Voss gave a thin, cruel smile. "Excellent. Let them see their own strength turned against them. It's a more elegant form of breaking their spirit."

He swept out of the room, leaving a chilling silence in his wake. Anja pulled back from the grate, her blood running cold. They weren't just planning to starve the Cooperative; they were planning to replace them entirely. The seed bank wasn't a resource to be plundered; it was the foundation of their new world.

The Back Door

"He's a monster," Kenji whispered, his voice shaking with a mixture of fear and rage.

"He's a strategist," Jaya corrected, her own voice a low, dangerous whisper. "And he just confirmed our target."
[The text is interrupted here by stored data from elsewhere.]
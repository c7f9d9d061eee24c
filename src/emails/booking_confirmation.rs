use crate::emails::{self, LabelledValue, OrgHeader, PriceSummaryBlock, Stop, TransactionRow};
use crate::helper_model::{BookingConfirmationRequest, MailerError, RenderedEmail};
use crate::methods::pricing_table::build_pricing_table;
use crate::methods::formatters::{self, Link};
use crate::methods::timestamps;
use crate::model::{DriverVerification, OrganizationSettings, PriceSummary, Store};
use askama::Template;
use chrono_tz::Tz;
use rust_decimal::Decimal;

const REQUEST_RECEIVED: &str =
    "Your reservation request has been submitted for review. You will be notified when the request is approved!";
const CONFIRMED: &str = "Your reservation is confirmed!";

#[derive(Template)]
#[template(path = "booking_confirmation.html")]
struct BookingConfirmationHtml {
    header: String,
    title: &'static str,
    headline: &'static str,
    customer_name: String,
    reservation_number: String,
    rv_name: String,
    unit_details: Vec<LabelledValue>,
    primary_driver: DriverLine,
    secondary_drivers: Vec<DriverLine>,
    security_deposit: String,
    mileage_policy: Option<String>,
    departure: Stop,
    arrival: Stop,
    price_summary: String,
    transactions: Vec<TransactionRow>,
    contact: Contact,
    organization_name: String,
}

struct DriverLine {
    name: String,
    status: &'static str,
}

impl DriverLine {
    fn new(name: String, verification: Option<&DriverVerification>) -> DriverLine {
        let verified = verification.is_some_and(DriverVerification::is_verified);
        DriverLine {
            name,
            status: if verified { "Verified" } else { "Not Verified" },
        }
    }

    fn text(&self) -> String {
        format!("{} - {}", self.name, self.status)
    }
}

struct Contact {
    name: String,
    host: Option<Link>,
    phone: Option<Link>,
}

impl Contact {
    fn new(store: Option<&Store>, organization_email: Option<&str>) -> Contact {
        Contact {
            name: store
                .and_then(|s| s.contact_name.clone())
                .filter(|n| !n.trim().is_empty())
                .unwrap_or_else(|| String::from("your host")),
            host: formatters::email_link(organization_email),
            phone: formatters::phone_link(store.and_then(|s| s.contact_phone.as_deref())),
        }
    }

    fn text(&self) -> String {
        let mut lines = vec![format!(
            "Contact {} to coordinate arrival time and key exchange",
            self.name
        )];
        let reach: Vec<String> = self
            .host
            .iter()
            .map(|l| format!("Message host: {}", l.label))
            .chain(self.phone.iter().map(|l| l.label.clone()))
            .collect();
        if !reach.is_empty() {
            lines.push(reach.join(" · "));
        }
        lines.join("\n")
    }
}

/// The primary driver falls back to the booking name; secondary drivers pair
/// with verifications by position.
fn drivers(req: &BookingConfirmationRequest) -> (DriverLine, Vec<DriverLine>) {
    let reservation = &req.reservation;
    let primary_name = reservation
        .primary_driver_name
        .clone()
        .filter(|n| !n.trim().is_empty())
        .unwrap_or_else(|| super::reservation_details::customer_name(reservation));
    let primary = DriverLine::new(primary_name, req.primary_driver_verification.as_ref());
    let secondary = reservation
        .secondary_drivers
        .iter()
        .enumerate()
        .map(|(i, driver)| {
            let verification = req.additional_driver_verifications.get(i).and_then(Option::as_ref);
            DriverLine::new(driver.full_name(), verification)
        })
        .collect();
    (primary, secondary)
}

/// `$0.30 per mile`, from the mileage fee spread over the billable distance.
fn mileage_policy(summary: &PriceSummary, settings: Option<&OrganizationSettings>) -> Option<String> {
    let fee = summary.mileage_fee.filter(|f| *f > Decimal::ZERO)?;
    let distance = summary
        .billable_miles
        .filter(|d| !d.is_zero())
        .unwrap_or(Decimal::ONE);
    let per_unit = fee.checked_div(distance)?;
    let metric = settings
        .and_then(|s| s.measurement_units.as_ref())
        .and_then(|m| m.distance.as_deref())
        == Some("km");
    Some(format!(
        "${} {}",
        formatters::format_money(per_unit),
        if metric { "per kilometer" } else { "per mile" }
    ))
}

/// `Tuesday, April 1 at 10:00 EDT`
fn day_and_time(raw: Option<&str>, tz: Tz) -> Result<String, MailerError> {
    let day = emails::format_optional_date(raw, tz, timestamps::HEADLINE_DAY, "Not set")?;
    match raw.filter(|r| !r.trim().is_empty()) {
        Some(raw) => Ok(format!(
            "{} at {}",
            day,
            emails::format_date(raw, tz, timestamps::TIME_WITH_ZONE)?
        )),
        None => Ok(day),
    }
}

pub fn render(req: &BookingConfirmationRequest) -> Result<RenderedEmail, MailerError> {
    let settings = req.organization_settings.as_ref();
    let tz = emails::timezone_of(settings)?;

    let table = build_pricing_table(&req.price_summary);
    let reservation_number = req.reservation.reservation_number.clone().unwrap_or_default();
    let reservation_id = req
        .price_summary
        .reservation_id
        .as_deref()
        .or(Some(reservation_number.as_str()));
    emails::report_warnings("booking_confirmation", reservation_id, &table.warnings);

    let check_in = day_and_time(req.reservation.check_in_date.as_deref(), tz)?;
    let check_out = day_and_time(req.reservation.check_out_date.as_deref(), tz)?;
    let (labels, address) = match req.reservation.delivery_location.as_ref() {
        Some(location) => (
            ("Delivery", "Pickup"),
            formatters::two_line_delivery_address(location.formatted_address.as_deref()),
        ),
        None => (
            ("Departure", "Return"),
            req.store
                .as_ref()
                .map(|s| s.two_line_address())
                .unwrap_or_else(|| String::from(formatters::ADDRESS_UNAVAILABLE)),
        ),
    };
    let mut departure = Stop::new(labels.0, check_in).at(&address);
    let mut arrival = Stop::new(labels.1, check_out).at(&address);
    if address != formatters::ADDRESS_UNAVAILABLE {
        departure = departure.with_map(&address);
        arrival = arrival.with_map(&address);
    }

    let (title, headline, subject) = if req.is_request_only {
        ("Reservation Request", REQUEST_RECEIVED, format!("Reservation Request #{}", reservation_number))
    } else {
        ("Reservation Confirmation", CONFIRMED, format!("Reservation Confirmation #{}", reservation_number))
    };

    let customer_name = super::reservation_details::customer_name(&req.reservation);
    let rv = req.reservation.rvs.as_ref();
    let transactions = emails::transaction_rows(&req.transactions, tz);
    let (primary_driver, secondary_drivers) = drivers(req);
    let security_deposit =
        "$".to_owned() + &formatters::format_optional_money(req.price_summary.security_deposit);
    let policy_line = mileage_policy(&req.price_summary, settings);
    let contact = Contact::new(req.store.as_ref(), req.organization.email.as_deref());

    let mut customer_text = format!("Customer Information\nPrimary Driver: {}", primary_driver.text());
    if !secondary_drivers.is_empty() {
        customer_text.push_str("\nSecondary Drivers:");
        for driver in &secondary_drivers {
            customer_text = customer_text + "\n" + &driver.text();
        }
    }
    let mut important_text = format!("Important Information\nSecurity Deposit: {}", security_deposit);
    if let Some(policy) = &policy_line {
        important_text = important_text + "\nMileage Policy: " + policy;
    }

    let text = [
        format!("{}\n{}, reservation #{}", headline, customer_name, reservation_number),
        customer_text,
        important_text,
        format!(
            "{}: {}\n{}\n{}: {}",
            departure.label, departure.when, address, arrival.label, arrival.when
        ),
        emails::price_summary_text(&table),
        emails::payments_text(&req.price_summary),
        emails::transactions_text(&transactions),
        format!("Contact\n{}", contact.text()),
        format!(
            "Thank you for choosing {}. We look forward to serving you!",
            req.organization.name
        ),
    ]
    .join("\n\n");

    let html = BookingConfirmationHtml {
        header: OrgHeader::new(&req.organization).render()?,
        title,
        headline,
        customer_name,
        reservation_number,
        rv_name: emails::rv_name(rv),
        unit_details: emails::unit_details(rv, settings),
        primary_driver,
        secondary_drivers,
        security_deposit,
        mileage_policy: policy_line,
        departure,
        arrival,
        price_summary: PriceSummaryBlock::new(&table)
            .with_payments(&req.price_summary)
            .render()?,
        transactions,
        contact,
        organization_name: req.organization.name.clone(),
    }
    .render()?;

    Ok(RenderedEmail {
        subject,
        html,
        text,
        warnings: table.warnings,
    })
}
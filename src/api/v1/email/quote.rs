use crate::emails;
use crate::helper_model::QuoteEmailRequest;
use crate::methods;
use warp::http::Method;
use warp::{Filter, Reply};

pub fn main() -> impl Filter<Extract = (impl Reply,), Error = warp::Rejection> + Clone {
    warp::path("quote")
        .and(warp::path::end())
        .and(warp::method())
        .and(warp::body::json())
        .and_then(async move |method: Method, body: QuoteEmailRequest| {
            if method != Method::POST {
                return methods::standard_replies::method_not_allowed_response();
            }
            super::render_email("quote", || emails::quote::render(&body))
        })
}
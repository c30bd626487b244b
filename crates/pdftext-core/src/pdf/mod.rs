//! PDF processing module.

mod extractor;

pub use extractor::PdfExtractor;

use crate::error::PdfError;

/// Result type for PDF operations.
pub type Result<T> = std::result::Result<T, PdfError>;

/// Trait for PDF processing implementations.
pub trait PdfProcessor {
    /// Load a PDF from bytes.
    fn load(&mut self, data: &[u8]) -> Result<()>;

    /// Get the number of pages in the PDF.
    fn page_count(&self) -> usize;

    /// Extract text from a specific page (0-indexed, document order).
    fn extract_page_text(&self, index: usize) -> Result<String>;
}
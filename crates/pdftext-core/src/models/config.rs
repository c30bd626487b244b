//! Configuration structures for text extraction.

use serde::{Deserialize, Serialize};
use std::path::Path;

use crate::error::{PdfTextError, Result};

/// Text shorter than this (after trimming) is treated as "no usable text".
/// Arbitrary policy value, kept for compatibility with existing callers.
pub const DEFAULT_MIN_TEXT_LENGTH: usize = 10;

/// Main configuration for pdftext.
#[derive(Debug, Clone, Default, PartialEq, Eq, Serialize, Deserialize)]
#[serde(default)]
pub struct PdfTextConfig {
    /// Text extraction configuration.
    pub extraction: ExtractionConfig,
}

/// Text extraction configuration.
#[derive(Debug, Clone, PartialEq, Eq, Serialize, Deserialize)]
#[serde(default)]
pub struct ExtractionConfig {
    /// Minimum number of characters the trimmed text must have.
    pub min_text_length: usize,

    /// Appended after each page's text.
    pub page_separator: String,
}

impl Default for ExtractionConfig {
    fn default() -> Self {
        Self {
            min_text_length: DEFAULT_MIN_TEXT_LENGTH,
            page_separator: "\n".to_string(),
        }
    }
}

impl PdfTextConfig {
    /// Load configuration from a JSON file.
    pub fn from_file(path: &Path) -> Result<Self> {
        let content = std::fs::read_to_string(path)?;
        serde_json::from_str(&content)
            .map_err(|e| PdfTextError::Config(format!("{}: {}", path.display(), e)))
    }
}
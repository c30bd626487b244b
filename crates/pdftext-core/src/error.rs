//! Error types for the pdftext-core library.

use thiserror::Error;

/// Main error type for the pdftext library.
#[derive(Error, Debug)]
pub enum PdfTextError {
    /// I/O error.
    #[error("I/O error: {0}")]
    Io(#[from] std::io::Error),

    /// Configuration error.
    #[error("configuration error: {0}")]
    Config(String),
}

/// Errors related to PDF processing.
#[derive(Error, Debug)]
pub enum PdfError {
    /// Failed to open/parse the PDF data.
    #[error("failed to parse PDF: {0}")]
    Parse(String),

    /// Failed to extract text from PDF.
    #[error("failed to extract text: {0}")]
    TextExtraction(String),

    /// The text extraction library panicked on the document.
    #[error("PDF text extraction aborted: {0}")]
    Panicked(String),

    /// The PDF is encrypted and cannot be processed.
    #[error("PDF is encrypted")]
    Encrypted,

    /// No document has been loaded yet.
    #[error("no document loaded")]
    NotLoaded,

    /// Invalid page index requested.
    #[error("invalid page index: {0}")]
    InvalidPage(usize),
}

/// Result type for the pdftext library.
pub type Result<T> = std::result::Result<T, PdfTextError>;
Elara led them on, the mood now heavier, more urgent. The glimpse into the enemy's mind had stripped away any last vestiges of doubt. This was a mission of survival, not just for the Cooperative, but for the very idea of a future that wasn't ruled by men like Voss.

Finally, Elara stopped before a blank section of wall, indistinguishable from any other. She ran her hands over the surface, then pressed a specific spot. With a low groan of rusted metal, a small, almost invisible panel swung inward, revealing an opening barely large enough to crawl through.

"The hydroponics bay is on the other side of this maintenance duct," Elara breathed. "This service panel isn't on any of Voss's schematics. It's a ghost. The guards at the main door have no idea it exists."

She looked at them, her eyes dark and serious in the faint light. "This is as far as I can take you. The inside of that bay is a fortress. Once you're through, you're on your own."